[PROBLEM] The required answer is the count of lines in the records that contain "source", with no other text.

Data records
[Start of section]

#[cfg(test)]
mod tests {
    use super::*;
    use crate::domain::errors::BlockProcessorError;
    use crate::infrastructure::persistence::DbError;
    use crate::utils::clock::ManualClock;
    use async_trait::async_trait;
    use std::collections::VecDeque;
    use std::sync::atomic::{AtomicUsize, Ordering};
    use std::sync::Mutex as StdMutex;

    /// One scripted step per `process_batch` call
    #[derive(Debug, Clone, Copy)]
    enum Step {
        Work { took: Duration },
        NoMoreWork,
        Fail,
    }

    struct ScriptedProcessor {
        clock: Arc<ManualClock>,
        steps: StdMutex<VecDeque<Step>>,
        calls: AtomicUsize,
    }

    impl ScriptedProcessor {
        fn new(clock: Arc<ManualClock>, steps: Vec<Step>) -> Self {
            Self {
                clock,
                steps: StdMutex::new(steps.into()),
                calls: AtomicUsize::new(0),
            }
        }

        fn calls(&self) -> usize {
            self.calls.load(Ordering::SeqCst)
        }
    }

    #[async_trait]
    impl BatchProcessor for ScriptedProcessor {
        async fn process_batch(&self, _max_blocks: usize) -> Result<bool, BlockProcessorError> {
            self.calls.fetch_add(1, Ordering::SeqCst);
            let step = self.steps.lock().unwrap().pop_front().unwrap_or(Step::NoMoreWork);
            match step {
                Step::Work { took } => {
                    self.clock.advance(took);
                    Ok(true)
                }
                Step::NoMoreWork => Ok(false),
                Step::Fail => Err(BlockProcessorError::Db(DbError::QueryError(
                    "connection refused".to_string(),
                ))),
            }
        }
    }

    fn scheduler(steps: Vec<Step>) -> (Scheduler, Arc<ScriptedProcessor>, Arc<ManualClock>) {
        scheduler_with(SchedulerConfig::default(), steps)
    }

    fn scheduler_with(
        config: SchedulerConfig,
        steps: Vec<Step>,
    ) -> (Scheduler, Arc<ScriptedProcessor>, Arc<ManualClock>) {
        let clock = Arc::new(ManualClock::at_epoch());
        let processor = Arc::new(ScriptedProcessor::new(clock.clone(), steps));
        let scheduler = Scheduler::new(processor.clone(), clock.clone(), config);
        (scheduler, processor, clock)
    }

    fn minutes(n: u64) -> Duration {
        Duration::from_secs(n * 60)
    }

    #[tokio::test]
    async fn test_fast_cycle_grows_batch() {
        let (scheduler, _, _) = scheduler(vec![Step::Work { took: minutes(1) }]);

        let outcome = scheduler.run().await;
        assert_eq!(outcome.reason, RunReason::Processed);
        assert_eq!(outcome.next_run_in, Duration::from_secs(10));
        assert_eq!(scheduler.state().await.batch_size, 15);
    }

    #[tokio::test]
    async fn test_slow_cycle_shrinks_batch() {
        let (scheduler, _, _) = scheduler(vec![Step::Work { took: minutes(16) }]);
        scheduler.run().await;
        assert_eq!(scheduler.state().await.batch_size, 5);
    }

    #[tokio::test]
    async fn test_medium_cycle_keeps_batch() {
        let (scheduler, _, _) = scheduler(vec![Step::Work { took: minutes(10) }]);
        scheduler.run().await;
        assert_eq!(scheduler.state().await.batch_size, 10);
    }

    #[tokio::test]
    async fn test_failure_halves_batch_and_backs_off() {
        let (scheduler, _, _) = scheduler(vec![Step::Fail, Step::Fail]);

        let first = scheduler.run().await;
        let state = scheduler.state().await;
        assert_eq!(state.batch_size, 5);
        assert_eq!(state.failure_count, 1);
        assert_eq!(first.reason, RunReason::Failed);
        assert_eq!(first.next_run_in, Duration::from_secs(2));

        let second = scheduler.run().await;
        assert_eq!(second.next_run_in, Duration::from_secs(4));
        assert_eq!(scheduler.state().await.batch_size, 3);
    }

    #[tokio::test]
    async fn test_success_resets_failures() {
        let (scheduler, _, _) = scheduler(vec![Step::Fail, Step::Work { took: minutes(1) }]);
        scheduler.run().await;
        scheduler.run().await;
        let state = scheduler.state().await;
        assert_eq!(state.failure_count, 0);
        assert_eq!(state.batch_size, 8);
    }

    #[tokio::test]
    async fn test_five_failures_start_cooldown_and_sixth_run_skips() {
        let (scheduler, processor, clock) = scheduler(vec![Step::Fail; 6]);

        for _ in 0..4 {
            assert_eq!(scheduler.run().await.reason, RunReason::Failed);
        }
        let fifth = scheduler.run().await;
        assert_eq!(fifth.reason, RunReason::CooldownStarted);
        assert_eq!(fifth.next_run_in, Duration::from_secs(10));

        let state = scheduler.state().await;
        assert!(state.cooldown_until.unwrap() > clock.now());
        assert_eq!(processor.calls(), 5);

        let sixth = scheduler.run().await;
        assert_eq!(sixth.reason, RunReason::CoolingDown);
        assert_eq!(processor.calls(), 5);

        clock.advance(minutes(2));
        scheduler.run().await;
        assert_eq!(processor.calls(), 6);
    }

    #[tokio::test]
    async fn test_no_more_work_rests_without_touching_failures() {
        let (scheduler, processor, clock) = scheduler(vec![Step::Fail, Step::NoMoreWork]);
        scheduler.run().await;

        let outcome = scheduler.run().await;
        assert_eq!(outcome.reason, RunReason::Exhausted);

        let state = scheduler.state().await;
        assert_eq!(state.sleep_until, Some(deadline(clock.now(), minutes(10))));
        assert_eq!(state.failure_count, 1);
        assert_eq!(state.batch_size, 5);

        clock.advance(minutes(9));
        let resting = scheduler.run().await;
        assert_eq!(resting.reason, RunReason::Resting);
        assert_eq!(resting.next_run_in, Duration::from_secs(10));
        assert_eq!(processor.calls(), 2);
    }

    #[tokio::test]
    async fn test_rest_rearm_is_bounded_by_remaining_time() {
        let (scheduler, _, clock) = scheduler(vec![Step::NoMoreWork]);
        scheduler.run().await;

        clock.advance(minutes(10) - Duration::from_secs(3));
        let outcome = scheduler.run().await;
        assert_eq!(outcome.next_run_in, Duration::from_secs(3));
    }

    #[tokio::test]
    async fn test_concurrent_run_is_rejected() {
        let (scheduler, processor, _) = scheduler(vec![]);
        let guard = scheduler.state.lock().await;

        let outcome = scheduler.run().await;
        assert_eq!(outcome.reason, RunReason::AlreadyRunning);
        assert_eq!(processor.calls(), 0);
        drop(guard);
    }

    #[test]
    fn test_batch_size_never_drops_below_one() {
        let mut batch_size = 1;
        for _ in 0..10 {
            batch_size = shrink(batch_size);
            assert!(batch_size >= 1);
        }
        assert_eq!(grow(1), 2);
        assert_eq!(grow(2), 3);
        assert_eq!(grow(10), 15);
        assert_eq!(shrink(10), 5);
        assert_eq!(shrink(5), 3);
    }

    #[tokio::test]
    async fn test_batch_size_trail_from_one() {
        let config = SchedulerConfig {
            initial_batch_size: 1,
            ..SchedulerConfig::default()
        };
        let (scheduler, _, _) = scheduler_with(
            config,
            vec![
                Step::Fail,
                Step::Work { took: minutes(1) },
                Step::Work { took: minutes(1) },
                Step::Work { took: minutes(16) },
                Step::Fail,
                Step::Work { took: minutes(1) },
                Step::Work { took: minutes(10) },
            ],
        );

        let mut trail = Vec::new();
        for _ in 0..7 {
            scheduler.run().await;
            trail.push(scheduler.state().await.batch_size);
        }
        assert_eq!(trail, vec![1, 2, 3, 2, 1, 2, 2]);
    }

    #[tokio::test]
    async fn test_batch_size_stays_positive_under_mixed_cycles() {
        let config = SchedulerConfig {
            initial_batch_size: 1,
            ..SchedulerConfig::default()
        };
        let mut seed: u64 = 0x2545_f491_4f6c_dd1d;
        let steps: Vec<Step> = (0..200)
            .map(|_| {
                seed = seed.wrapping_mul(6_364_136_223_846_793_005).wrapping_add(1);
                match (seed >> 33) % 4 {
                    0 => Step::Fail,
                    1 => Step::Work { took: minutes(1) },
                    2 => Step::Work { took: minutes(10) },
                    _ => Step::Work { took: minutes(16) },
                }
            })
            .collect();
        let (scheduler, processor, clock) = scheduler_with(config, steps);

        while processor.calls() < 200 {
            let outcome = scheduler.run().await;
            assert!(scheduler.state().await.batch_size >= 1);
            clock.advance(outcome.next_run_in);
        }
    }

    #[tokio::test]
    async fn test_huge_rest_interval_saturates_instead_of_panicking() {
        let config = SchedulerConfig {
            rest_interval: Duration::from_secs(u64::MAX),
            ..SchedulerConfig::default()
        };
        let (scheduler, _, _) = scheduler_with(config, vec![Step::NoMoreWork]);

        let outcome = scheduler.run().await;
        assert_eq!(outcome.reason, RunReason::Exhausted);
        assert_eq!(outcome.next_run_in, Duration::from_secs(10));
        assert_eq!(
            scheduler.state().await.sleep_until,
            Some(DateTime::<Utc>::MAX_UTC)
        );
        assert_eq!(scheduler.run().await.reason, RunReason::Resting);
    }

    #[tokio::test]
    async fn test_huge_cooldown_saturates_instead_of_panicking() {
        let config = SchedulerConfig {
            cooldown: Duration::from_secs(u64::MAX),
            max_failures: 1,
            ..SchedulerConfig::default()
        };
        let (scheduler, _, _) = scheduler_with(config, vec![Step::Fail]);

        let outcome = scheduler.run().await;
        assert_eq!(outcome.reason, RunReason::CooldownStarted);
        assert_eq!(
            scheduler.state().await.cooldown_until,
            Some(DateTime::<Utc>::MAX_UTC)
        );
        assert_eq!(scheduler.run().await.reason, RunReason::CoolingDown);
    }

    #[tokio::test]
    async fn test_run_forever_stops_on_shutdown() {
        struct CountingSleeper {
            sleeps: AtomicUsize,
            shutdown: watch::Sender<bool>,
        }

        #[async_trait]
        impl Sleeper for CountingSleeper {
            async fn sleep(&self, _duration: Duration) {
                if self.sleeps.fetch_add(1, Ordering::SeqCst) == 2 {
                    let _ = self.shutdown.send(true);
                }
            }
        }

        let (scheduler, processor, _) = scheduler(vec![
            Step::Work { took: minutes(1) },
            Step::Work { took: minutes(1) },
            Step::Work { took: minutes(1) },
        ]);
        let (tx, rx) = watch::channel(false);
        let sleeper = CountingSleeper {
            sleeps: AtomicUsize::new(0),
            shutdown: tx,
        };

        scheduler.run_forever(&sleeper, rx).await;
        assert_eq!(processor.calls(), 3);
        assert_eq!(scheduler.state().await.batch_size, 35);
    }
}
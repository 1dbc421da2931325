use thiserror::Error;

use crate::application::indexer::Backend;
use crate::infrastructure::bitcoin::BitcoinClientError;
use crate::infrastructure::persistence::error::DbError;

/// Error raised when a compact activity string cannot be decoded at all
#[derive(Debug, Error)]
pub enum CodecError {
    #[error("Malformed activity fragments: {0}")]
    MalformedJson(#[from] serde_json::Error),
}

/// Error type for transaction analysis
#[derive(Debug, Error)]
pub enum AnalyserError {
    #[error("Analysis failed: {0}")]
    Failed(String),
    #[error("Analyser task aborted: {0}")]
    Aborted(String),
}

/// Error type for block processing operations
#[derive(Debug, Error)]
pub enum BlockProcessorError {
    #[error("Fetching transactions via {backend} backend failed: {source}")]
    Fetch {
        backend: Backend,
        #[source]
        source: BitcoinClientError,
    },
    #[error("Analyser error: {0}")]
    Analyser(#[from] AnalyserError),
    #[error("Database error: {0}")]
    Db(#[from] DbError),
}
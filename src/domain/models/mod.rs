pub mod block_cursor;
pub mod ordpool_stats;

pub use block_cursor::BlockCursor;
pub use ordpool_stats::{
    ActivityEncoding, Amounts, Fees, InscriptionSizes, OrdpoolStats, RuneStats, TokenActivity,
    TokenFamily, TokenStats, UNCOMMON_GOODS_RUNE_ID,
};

[End of section]

[SOLUTION BELOW] 3